Britain’s economic standing has suffered a further blow with the ratings agency Standard & Poor’s stripping the UK of its last remaining AAA credit rating.
It was reduced to AA, and was the first time S&P had chopped an AAA-rated sovereign credit rating by two notches in one move.
S&P called the referendum outcome a seminal event that “will lead to a less predictable, stable, and effective policy framework in the UK”.
It added the “outlook remains negative on continued uncertainty”.
The added prospect of a new independence referendum in Scotland, which voted strongly to stay in the EU, threatens the constitutional and economic integrity of the United Kingdom, S&P warned.

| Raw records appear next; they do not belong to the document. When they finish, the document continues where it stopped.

//! Terminal output
//!
//! Progress and prompts go to stderr, results to stdout. Spinners fall back
//! to log lines when stderr is not a terminal or in CI.
//!
//! # Example
//!
//! ```rust,ignore
//! use invenv::ui::{self, UiContext, TaskSpinner};
//!
//! let ctx = UiContext::detect().with_silent(args.silent);
//!
//! let mut spinner = TaskSpinner::new(&ctx);
//! spinner.start("Configuring virtual environment...");
//! // ... do work ...
//! spinner.clear();
//!
//! ui::step_ok(&ctx, "Removed 3 environment(s)");
//! ```

mod context;
mod output;
mod progress;
mod prompts;

pub use context::UiContext;
pub use output::{remark, step_ok, step_remove, step_warn};
pub use progress::TaskSpinner;
pub use prompts::confirm;
//! Cached virtual environments
//!
//! Environments live under a cache root, one directory per fingerprint of
//! (requirements content, interpreter version). Identical inputs resolve to
//! the same directory, so scripts with the same requirements share one
//! environment and a script's environment is reused across runs.
//!
//! # Coordination
//!
//! Processes coordinate only through the filesystem:
//!
//! - A record file inside the directory says how the environment was built
//!   and is written last, so a directory without a valid record is never used
//! - A zero-byte `<dir>.lock` marker serializes mutations of one environment
//! - Markers left by dead processes are reclaimed by age or process liveness
//!
//! # Environment States
//!
//! | State | Record | Lock | Description |
//! |-------|--------|------|-------------|
//! | Absent | - | - | Never built or garbage collected |
//! | Building | missing/stale | held | Creation or install in progress |
//! | Ready | matches inputs | - | Reused without locking |
//! | Broken | corrupt | - | Crashed build, rebuilt on next use |

pub mod coordinator;
pub mod fingerprint;
pub mod liveness;
pub mod lock;
pub mod store;

pub use coordinator::{CacheCoordinator, EnvLocation, EnvRequest, GcReport, Outcome, ReadyEnv};
pub use fingerprint::Fingerprint;
pub use liveness::{default_probe, NoProbe, ProcScanner, ProcessProbe};
pub use lock::{EnvLock, LockManager, LockSettings};
pub use store::{EnvEntry, EnvRecord, EnvironmentStore, Validity};
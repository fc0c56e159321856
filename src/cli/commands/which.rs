//! Which command - print a script's environment directory

use super::{current_dir, ensure_script_env, resolve_script};
use crate::cli::args::WhichArgs;
use crate::error::InvenvResult;
use crate::settings::Settings;
use crate::ui::{TaskSpinner, UiContext};

/// Execute the which command
pub async fn execute(args: WhichArgs, settings: &Settings, ctx: &UiContext) -> InvenvResult<()> {
    let cwd = current_dir()?;
    let script = resolve_script(&args.script, &cwd)?;

    let mut spinner = TaskSpinner::new(ctx);
    let ready = ensure_script_env(&script, &args.env, &cwd, settings, &mut spinner).await?;
    spinner.clear();

    println!("{}", ready.dir.display());
    Ok(())
}
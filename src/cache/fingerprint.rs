//! Environment fingerprints
//!
//! An environment is identified by the content of its requirements file and
//! the version of the interpreter it was built for. Same inputs = same
//! directory, so scripts with identical requirements share one environment.

use crate::error::{InvenvError, InvenvResult};
use sha2::{Digest, Sha256};
use std::fmt;
use std::path::Path;
use tokio::fs;

/// Deterministic identity of an environment, used as its directory name
#[derive(Debug, Clone, PartialEq, Eq, Hash)]
pub struct Fingerprint(String);

impl Fingerprint {
    /// Number of digest bytes kept (16 hex characters)
    const BYTES: usize = 8;

    /// Compute the fingerprint for a requirements file content and interpreter version.
    ///
    /// `None` means no requirements file is designated; it never collides with
    /// a real file, including an empty one.
    pub fn compute(dependency_content: Option<&[u8]>, interpreter_version: &str) -> Self {
        let mut hasher = Sha256::new();
        match dependency_content {
            Some(content) => {
                hasher.update(b"requirements:");
                hasher.update((content.len() as u64).to_le_bytes());
                hasher.update(content);
            }
            None => hasher.update(b"no-requirements:"),
        }
        hasher.update(b"python:");
        hasher.update(interpreter_version.as_bytes());

        let digest = hasher.finalize();
        Self(hex::encode(&digest[..Self::BYTES]))
    }

    /// The fingerprint as a directory-safe string
    pub fn as_str(&self) -> &str {
        &self.0
    }
}

impl fmt::Display for Fingerprint {
    fn fmt(&self, f: &mut fmt::Formatter<'_>) -> fmt::Result {
        f.write_str(&self.0)
    }
}

/// Hash of a requirements file's content, first 12 hex chars of SHA256.
///
/// Empty when there is no requirements file.
pub fn dependency_hash(dependency_content: Option<&[u8]>) -> String {
    match dependency_content {
        Some(content) => {
            let digest = Sha256::digest(content);
            hex::encode(&digest[..6])
        }
        None => String::new(),
    }
}

/// Read a requirements file, if one is designated
pub async fn read_dependency_file(path: Option<&Path>) -> InvenvResult<Option<Vec<u8>>> {
    let Some(path) = path else {
        return Ok(None);
    };

    let content = fs::read(path)
        .await
        .map_err(|e| InvenvError::DependencyFileRead {
            path: path.to_path_buf(),
            source: e,
        })?;
    Ok(Some(content))
}
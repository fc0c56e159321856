//! Configuration management for invenv

pub mod schema;

pub use schema::{Config, Creator};

use crate::error::{InvenvError, InvenvResult};
use std::path::{Path, PathBuf};
use tokio::fs;
use tracing::{debug, info};

/// Cache root relative to the home directory
const ENVIRONMENTS_DIR: &str = ".local/invenv";

/// Configuration manager
pub struct ConfigManager {
    config_path: PathBuf,
}

impl ConfigManager {
    /// Create a new config manager with default path
    pub fn new() -> Self {
        Self {
            config_path: Self::default_config_path(),
        }
    }

    /// Create a config manager with a custom path
    pub fn with_path(path: PathBuf) -> Self {
        Self { config_path: path }
    }

    /// Get the default config file path
    pub fn default_config_path() -> PathBuf {
        dirs::config_dir()
            .unwrap_or_else(|| PathBuf::from("."))
            .join("invenv")
            .join("config.toml")
    }

    /// Get the default environment cache root
    pub fn default_cache_root() -> PathBuf {
        dirs::home_dir()
            .unwrap_or_else(std::env::temp_dir)
            .join(ENVIRONMENTS_DIR)
    }

    /// Resolve the cache root: explicit override, then config, then default
    pub fn cache_root(config: &Config, override_dir: Option<&Path>) -> PathBuf {
        override_dir
            .map(Path::to_path_buf)
            .or_else(|| config.cache.root.clone())
            .unwrap_or_else(Self::default_cache_root)
    }

    /// Load configuration, creating default if not exists
    pub async fn load(&self) -> InvenvResult<Config> {
        if !self.config_path.exists() {
            debug!("Config file not found, using defaults");
            return Ok(Config::default());
        }

        self.load_from_file(&self.config_path).await
    }

    /// Load configuration from a specific file
    pub async fn load_from_file(&self, path: &Path) -> InvenvResult<Config> {
        let content = fs::read_to_string(path)
            .await
            .map_err(|e| InvenvError::io(format!("reading config from {}", path.display()), e))?;

        toml::from_str(&content).map_err(|e| InvenvError::ConfigInvalid {
            path: path.to_path_buf(),
            reason: e.to_string(),
        })
    }

    /// Save configuration to file
    pub async fn save(&self, config: &Config) -> InvenvResult<()> {
        self.ensure_config_dir().await?;

        let content = toml::to_string_pretty(config)?;
        fs::write(&self.config_path, content).await.map_err(|e| {
            InvenvError::io(
                format!("writing config to {}", self.config_path.display()),
                e,
            )
        })?;

        info!("Configuration saved to {}", self.config_path.display());
        Ok(())
    }

    /// Ensure the config directory exists
    async fn ensure_config_dir(&self) -> InvenvResult<()> {
        if let Some(parent) = self.config_path.parent() {
            fs::create_dir_all(parent)
                .await
                .map_err(|e| InvenvError::ConfigDirCreate {
                    path: parent.to_path_buf(),
                    source: e,
                })?;
        }
        Ok(())
    }

    /// Get the config file path
    pub fn path(&self) -> &Path {
        &self.config_path
    }
}

impl Default for ConfigManager {
    fn default() -> Self {
        Self::new()
    }
}
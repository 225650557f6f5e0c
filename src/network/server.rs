use crate::network::protocol::{Request, Response};
use crate::network::room::Lobby;
use std::sync::Arc;
use tokio::io::{AsyncBufReadExt, AsyncWrite, AsyncWriteExt, BufReader};
use tokio::net::{TcpListener, TcpStream};
use tokio::sync::Mutex;

pub type SharedLobby = Arc<Mutex<Lobby>>;

pub async fn start_server(addr: &str) -> anyhow::Result<()> {
    let listener = TcpListener::bind(addr).await?;
    tracing::info!("room server listening on {}", listener.local_addr()?);
    serve(listener, Arc::new(Mutex::new(Lobby::new()))).await
}

/// Accepts connections forever, one task per client.
pub async fn serve(listener: TcpListener, lobby: SharedLobby) -> anyhow::Result<()> {
    loop {
        let (socket, peer) = listener.accept().await?;
        let lobby = Arc::clone(&lobby);

        tokio::spawn(async move {
            tracing::debug!("client {peer} connected");
            if let Err(e) = handle_connection(socket, lobby).await {
                tracing::warn!("connection {peer} failed: {e}");
            }
            tracing::debug!("client {peer} disconnected");
        });
    }
}

async fn handle_connection(mut socket: TcpStream, lobby: SharedLobby) -> anyhow::Result<()> {
    let (reader, mut writer) = socket.split();
    let mut lines = BufReader::new(reader).lines();

    while let Some(line) = lines.next_line().await? {
        if line.trim().is_empty() {
            continue;
        }
        let response = match serde_json::from_str::<Request>(&line) {
            Ok(request) => {
                let mut lobby = lobby.lock().await;
                let mut rng = rand::thread_rng();
                lobby.handle(request, &mut rng)
            }
            Err(e) => Response::Error {
                message: format!("malformed request: {e}"),
            },
        };
        if let Response::Error { message } = &response {
            tracing::debug!("request refused: {message}");
        }
        send_msg(&mut writer, &response).await?;
    }
    Ok(())
}

pub(crate) async fn send_msg<W, T>(writer: &mut W, msg: &T) -> anyhow::Result<()>
where
    W: AsyncWrite + Unpin,
    T: serde::Serialize,
{
    let json = serde_json::to_string(msg)? + "\n";
    writer.write_all(json.as_bytes()).await?;
    Ok(())
}
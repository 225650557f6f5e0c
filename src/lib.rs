pub mod config;
pub mod core;
pub mod display;
pub mod error;
pub mod game;
pub mod logic;
pub mod network;
pub mod player;
pub mod ui;
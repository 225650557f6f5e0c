//! Static scoring used at search leaves.

use crate::core::{Grid, Player};

pub trait Evaluator {
    /// Heuristic value of `grid` for `perspective`: positive when it stands
    /// better, negative when the opponent does.
    fn score(&self, grid: &Grid, perspective: Player) -> i64;

    /// Short label for logs.
    fn name(&self) -> &str;
}
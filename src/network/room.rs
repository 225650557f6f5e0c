//! Authoritative room logic, free of any I/O.

use std::collections::HashMap;
use std::time::{Duration, Instant};

use rand::distributions::Alphanumeric;
use rand::Rng;

use super::protocol::{Request, Response};
use crate::core::{Grid, Player, MAX_DIM, MIN_DIM};
use crate::error::RoomError;
use crate::game::online::{JoinInfo, RemoteMove, RemoteState, Role, RoomStatus, SeatInfo};
use crate::logic::{result_after, GameResult, WinnerTag};

const CODE_LEN: usize = 6;
const SECRET_LEN: usize = 24;
/// How long a finished room stays readable before it is dropped.
pub const FINISHED_GRACE: Duration = Duration::from_secs(600);

#[derive(Debug, Clone)]
struct Seat {
    role: Role,
    name: String,
    secret: String,
}

#[derive(Debug, Clone)]
pub struct Room {
    code: String,
    grid: Grid,
    starting: Player,
    current_turn: Player,
    status: RoomStatus,
    winner: Option<WinnerTag>,
    moves: Vec<RemoteMove>,
    seats: Vec<Seat>,
    last_activity: Instant,
}

impl Room {
    /// Dimensions are clamped into the supported range.
    pub fn new(code: impl Into<String>, rows: usize, cols: usize, starting: Player) -> Self {
        let rows = rows.clamp(MIN_DIM, MAX_DIM);
        let cols = cols.clamp(MIN_DIM, MAX_DIM);
        Room {
            code: code.into(),
            grid: Grid::new(rows, cols),
            starting,
            current_turn: starting,
            status: RoomStatus::Waiting,
            winner: None,
            moves: Vec::new(),
            seats: Vec::new(),
            last_activity: Instant::now(),
        }
    }

    pub fn code(&self) -> &str {
        &self.code
    }

    pub fn status(&self) -> RoomStatus {
        self.status
    }

    /// Finished and untouched for at least `grace` as of `now`.
    pub fn is_stale(&self, now: Instant, grace: Duration) -> bool {
        self.status == RoomStatus::Finished
            && now.saturating_duration_since(self.last_activity) >= grace
    }

    fn seat_taken(&self, role: Role) -> bool {
        self.seats.iter().any(|s| s.role == role)
    }

    /// Seats a newcomer: `preferred` if free, else A, then B, then spectator.
    pub fn join(&mut self, name: &str, secret: String, preferred: Option<Role>) -> Role {
        let role = preferred
            .into_iter()
            .chain([Role::A, Role::B])
            .find(|r| *r != Role::Spectator && !self.seat_taken(*r))
            .unwrap_or(Role::Spectator);
        self.seats.push(Seat {
            role,
            name: name.trim().to_string(),
            secret,
        });
        if self.status == RoomStatus::Waiting
            && self.seat_taken(Role::A)
            && self.seat_taken(Role::B)
        {
            self.status = RoomStatus::Playing;
        }
        self.last_activity = Instant::now();
        role
    }

    /// Plays `column` for the seat holding `secret`.
    pub fn submit(&mut self, secret: &str, column: usize) -> Result<Player, RoomError> {
        if self.status == RoomStatus::Finished || self.winner.is_some() {
            return Err(RoomError::Finished);
        }
        let seat = self
            .seats
            .iter()
            .find(|s| s.secret == secret)
            .ok_or(RoomError::BadSecret)?;
        let player = seat.role.player().ok_or(RoomError::Spectator)?;
        if player != self.current_turn {
            return Err(RoomError::NotYourTurn);
        }

        let pos = self.grid.drop_token(column, player)?;
        self.last_activity = Instant::now();
        self.moves.push(RemoteMove {
            index: self.moves.len(),
            player,
            column,
        });

        match result_after(&self.grid, pos, player) {
            GameResult::InProgress => {
                self.current_turn = player.other();
                self.status = RoomStatus::Playing;
            }
            finished => {
                self.winner = finished.winner_tag();
                self.status = RoomStatus::Finished;
            }
        }
        Ok(self.current_turn)
    }

    pub fn state(&self) -> RemoteState {
        RemoteState {
            code: self.code.clone(),
            rows: self.grid.rows(),
            cols: self.grid.cols(),
            starting_player: self.starting,
            current_turn: self.current_turn,
            status: self.status,
            winner: self.winner,
            moves: self.moves.clone(),
            players: self
                .seats
                .iter()
                .map(|s| SeatInfo {
                    role: s.role,
                    name: s.name.clone(),
                })
                .collect(),
        }
    }
}

fn random_string<R: Rng + ?Sized>(rng: &mut R, len: usize) -> String {
    rng.sample_iter(&Alphanumeric).take(len).map(char::from).collect()
}

/// All rooms of one server.
#[derive(Debug)]
pub struct Lobby {
    rooms: HashMap<String, Room>,
    grace: Duration,
}

impl Default for Lobby {
    fn default() -> Self {
        Self::with_grace(FINISHED_GRACE)
    }
}

impl Lobby {
    pub fn new() -> Self {
        Self::default()
    }

    pub fn with_grace(grace: Duration) -> Self {
        Lobby {
            rooms: HashMap::new(),
            grace,
        }
    }

    pub fn len(&self) -> usize {
        self.rooms.len()
    }

    pub fn is_empty(&self) -> bool {
        self.rooms.is_empty()
    }

    /// Drops finished rooms idle for longer than the grace period.
    pub fn evict_finished(&mut self, now: Instant) -> usize {
        let before = self.rooms.len();
        let grace = self.grace;
        self.rooms.retain(|code, room| {
            let stale = room.is_stale(now, grace);
            if stale {
                tracing::info!("room {code} finished, evicting");
            }
            !stale
        });
        before - self.rooms.len()
    }

    pub fn create<R: Rng + ?Sized>(
        &mut self,
        rows: usize,
        cols: usize,
        starting: Player,
        name: &str,
        rng: &mut R,
    ) -> JoinInfo {
        let mut code = random_string(rng, CODE_LEN).to_uppercase();
        while self.rooms.contains_key(&code) {
            code = random_string(rng, CODE_LEN).to_uppercase();
        }
        let mut room = Room::new(code.clone(), rows, cols, starting);
        let secret = random_string(rng, SECRET_LEN);
        let role = room.join(name, secret.clone(), Some(Role::from(starting)));
        tracing::info!(
            "room {code} created {}x{} by {name}",
            room.grid.rows(),
            room.grid.cols()
        );
        self.rooms.insert(code.clone(), room);
        JoinInfo { code, secret, role }
    }

    pub fn join<R: Rng + ?Sized>(
        &mut self,
        code: &str,
        name: &str,
        rng: &mut R,
    ) -> Result<JoinInfo, RoomError> {
        let code = code.trim().to_uppercase();
        let room = self
            .rooms
            .get_mut(&code)
            .ok_or_else(|| RoomError::NotFound(code.clone()))?;
        let secret = random_string(rng, SECRET_LEN);
        let role = room.join(name, secret.clone(), None);
        tracing::info!("{name} joined room {code} as {role}");
        Ok(JoinInfo { code, secret, role })
    }

    pub fn state(&self, code: &str) -> Result<RemoteState, RoomError> {
        let code = code.trim().to_uppercase();
        self.rooms
            .get(&code)
            .map(Room::state)
            .ok_or(RoomError::NotFound(code))
    }

    pub fn submit(
        &mut self,
        code: &str,
        secret: &str,
        column: usize,
    ) -> Result<(Player, RoomStatus), RoomError> {
        let code = code.trim().to_uppercase();
        let room = self
            .rooms
            .get_mut(&code)
            .ok_or_else(|| RoomError::NotFound(code.clone()))?;
        let next = room.submit(secret, column)?;
        Ok((next, room.status()))
    }

    /// Answers one request, after dropping stale finished rooms.
    pub fn handle<R: Rng + ?Sized>(&mut self, request: Request, rng: &mut R) -> Response {
        self.evict_finished(Instant::now());
        let result = match request {
            Request::Create {
                rows,
                cols,
                starting_player,
                player_name,
            } => Ok(Response::Joined {
                info: self.create(rows, cols, starting_player, &player_name, rng),
            }),
            Request::Join { code, player_name } => self
                .join(&code, &player_name, rng)
                .map(|info| Response::Joined { info }),
            Request::State { code } => self.state(&code).map(|state| Response::State { state }),
            Request::Move {
                code,
                secret,
                column,
            } => self
                .submit(&code, &secret, column)
                .map(|(next_turn, status)| Response::Moved { next_turn, status }),
        };
        result.unwrap_or_else(|e| Response::Error {
            message: e.to_string(),
        })
    }
}

#[cfg(test)]
mod tests {
    use super::*;
    use crate::error::MoveError;
    use rand::rngs::StdRng;
    use rand::SeedableRng;

    #[test]
    fn seats_fill_in_order() {
        let mut room = Room::new("ROOM", 6, 7, Player::B);
        assert_eq!(room.join("host", "s1".into(), Some(Role::B)), Role::B);
        assert_eq!(room.status(), RoomStatus::Waiting);
        assert_eq!(room.join("guest", "s2".into(), None), Role::A);
        assert_eq!(room.status(), RoomStatus::Playing);
        assert_eq!(room.join("watcher", "s3".into(), None), Role::Spectator);
    }

    #[test]
    fn submit_checks_everything() {
        let mut room = Room::new("ROOM", 4, 4, Player::A);
        room.join("a", "sa".into(), Some(Role::A));
        room.join("b", "sb".into(), None);
        room.join("s", "ss".into(), None);

        assert_eq!(room.submit("nope", 0), Err(RoomError::BadSecret));
        assert_eq!(room.submit("ss", 0), Err(RoomError::Spectator));
        assert_eq!(room.submit("sb", 0), Err(RoomError::NotYourTurn));
        assert_eq!(
            room.submit("sa", 7),
            Err(RoomError::Move(MoveError::OutOfRange { col: 7, cols: 4 }))
        );
        assert_eq!(room.submit("sa", 0), Ok(Player::B));
        assert_eq!(room.state().moves.len(), 1);
    }

    #[test]
    fn win_finishes_the_room() {
        let mut room = Room::new("ROOM", 6, 7, Player::A);
        room.join("a", "sa".into(), Some(Role::A));
        room.join("b", "sb".into(), None);
        for (secret, col) in [
            ("sa", 0),
            ("sb", 0),
            ("sa", 1),
            ("sb", 1),
            ("sa", 2),
            ("sb", 2),
            ("sa", 3),
        ] {
            room.submit(secret, col).unwrap();
        }
        let state = room.state();
        assert_eq!(state.status, RoomStatus::Finished);
        assert_eq!(state.winner, Some(WinnerTag::A));
        assert_eq!(room.submit("sb", 3), Err(RoomError::Finished));
        assert!(state.validate().is_ok());
    }

    #[test]
    fn lobby_handles_requests() {
        let mut rng = StdRng::seed_from_u64(4);
        let mut lobby = Lobby::new();
        let Response::Joined { info: host } = lobby.handle(
            Request::Create {
                rows: 2,
                cols: 30,
                starting_player: Player::A,
                player_name: "host".into(),
            },
            &mut rng,
        ) else {
            panic!("create failed");
        };
        assert_eq!(host.role, Role::A);
        assert_eq!(host.code.len(), CODE_LEN);

        let guest = lobby.join(&host.code.to_lowercase(), "guest", &mut rng).unwrap();
        assert_eq!(guest.role, Role::B);

        let state = lobby.state(&host.code).unwrap();
        assert_eq!((state.rows, state.cols), (MIN_DIM, MAX_DIM));
        assert_eq!(state.status, RoomStatus::Playing);

        let reply = lobby.handle(
            Request::Move {
                code: host.code.clone(),
                secret: guest.secret.clone(),
                column: 0,
            },
            &mut rng,
        );
        assert_eq!(
            reply,
            Response::Error {
                message: "not your turn".into()
            }
        );
        assert!(matches!(
            lobby.handle(Request::State { code: "ZZZZZZ".into() }, &mut rng),
            Response::Error { .. }
        ));
    }

    #[test]
    fn finished_rooms_are_evicted_after_the_grace_period() {
        let grace = Duration::from_secs(60);
        let mut rng = StdRng::seed_from_u64(9);
        let mut lobby = Lobby::with_grace(grace);
        let host = lobby.create(6, 7, Player::A, "host", &mut rng);
        let guest = lobby.join(&host.code, "guest", &mut rng).unwrap();
        let open = lobby.create(6, 7, Player::A, "other", &mut rng);

        for col in [0, 0, 1, 1, 2, 2, 3] {
            let secret = if lobby.state(&host.code).unwrap().current_turn == Player::A {
                &host.secret
            } else {
                &guest.secret
            };
            lobby.submit(&host.code, secret, col).unwrap();
        }
        assert_eq!(lobby.state(&host.code).unwrap().status, RoomStatus::Finished);

        let now = Instant::now();
        assert_eq!(lobby.evict_finished(now), 0);
        assert!(lobby.state(&host.code).is_ok());

        assert_eq!(lobby.evict_finished(now + grace), 1);
        assert_eq!(lobby.len(), 1);
        assert_eq!(
            lobby.state(&host.code),
            Err(RoomError::NotFound(host.code.clone()))
        );
        assert!(lobby.state(&open.code).is_ok());
        assert_eq!(lobby.evict_finished(now + grace * 10), 0);
    }
}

Fitch Ratings also downgraded its ranking for Britain’s creditworthiness by one notch from AA+ to AA and said more cuts could follow.
Fitch more than halved its growth forecast for Britain’s economy in 2017 and 2018 to just 0.9 percent for both years, from 2.0 percent previously.
The other major ratings agency, Moody’s, which took away Britain’s AAA-rating in 2013 because of the country’s high levels of debt and slow growth, said on Friday it could cut the rating further.
It is also reported to be planning to downgrade the credit rating outlook for major British banks to “negative”.
The head of the UK central bank, Mark Carney, has warned that Brexit could inflict a fresh crisis on the UK’s banking sector.